RECORDS FOR THIS EXERCISE Block Start

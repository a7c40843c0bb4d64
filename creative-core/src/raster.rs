//! Raster Helpers - Source-Over Blending onto the Canvas
//!
//! Integer source-over with an explicit output alpha: an opaque destination
//! stays exactly opaque whatever the source coverage.

use image::{Rgba, RgbaImage};

/// Blend `color` scaled by `coverage` at (x, y). Off-canvas coordinates are ignored.
pub fn blend_pixel(canvas: &mut RgbaImage, x: i64, y: i64, color: Rgba<u8>, coverage: f32) {
    if x < 0 || y < 0 || x >= canvas.width() as i64 || y >= canvas.height() as i64 {
        return;
    }
    let sa = (color[3] as f32 * coverage.clamp(0.0, 1.0)).round() as u32;
    if sa == 0 {
        return;
    }
    let dst = canvas.get_pixel_mut(x as u32, y as u32);
    let da = dst[3] as u32;

    // out_a = sa + da * (1 - sa), in 0..=255 fixed point; da == 255 gives 255
    let dst_weight = da * (255 - sa);
    let out_a = sa * 255 + dst_weight;
    if out_a == 0 {
        return;
    }
    for c in 0..3 {
        let num = color[c] as u32 * sa * 255 + dst[c] as u32 * dst_weight;
        dst[c] = ((num + out_a / 2) / out_a) as u8;
    }
    dst[3] = ((out_a + 127) / 255) as u8;
}

/// Blend a filled rectangle, corners inclusive.
pub fn fill_rect(canvas: &mut RgbaImage, x0: i64, y0: i64, x1: i64, y1: i64, color: Rgba<u8>) {
    let x0 = x0.max(0);
    let y0 = y0.max(0);
    let x1 = x1.min(canvas.width() as i64 - 1);
    let y1 = y1.min(canvas.height() as i64 - 1);
    for py in y0..=y1 {
        for px in x0..=x1 {
            blend_pixel(canvas, px, py, color, 1.0);
        }
    }
}

/// Alpha-composite `top` with its top-left at (x, y), clipped to the canvas.
pub fn overlay(canvas: &mut RgbaImage, top: &RgbaImage, x: i64, y: i64) {
    let (cw, ch) = (canvas.width() as i64, canvas.height() as i64);
    let (tw, th) = (top.width() as i64, top.height() as i64);
    let tx0 = (-x).max(0);
    let ty0 = (-y).max(0);
    let tx1 = tw.min(cw - x);
    let ty1 = th.min(ch - y);
    for ty in ty0..ty1 {
        for tx in tx0..tx1 {
            let p = *top.get_pixel(tx as u32, ty as u32);
            blend_pixel(canvas, x + tx, y + ty, p, 1.0);
        }
    }
}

RECORDS FOR THIS EXERCISE Block End

WHAT THE TASK ASKS: Could you find every line in the records above that has the string "coverage" and copy it?

REPLY TO THE EXERCISE:
//! stays exactly opaque whatever the source coverage.
/// Blend `color` scaled by `coverage` at (x, y). Off-canvas coordinates are ignored.
pub fn blend_pixel(canvas: &mut RgbaImage, x: i64, y: i64, color: Rgba<u8>, coverage: f32) {
    let sa = (color[3] as f32 * coverage.clamp(0.0, 1.0)).round() as u32;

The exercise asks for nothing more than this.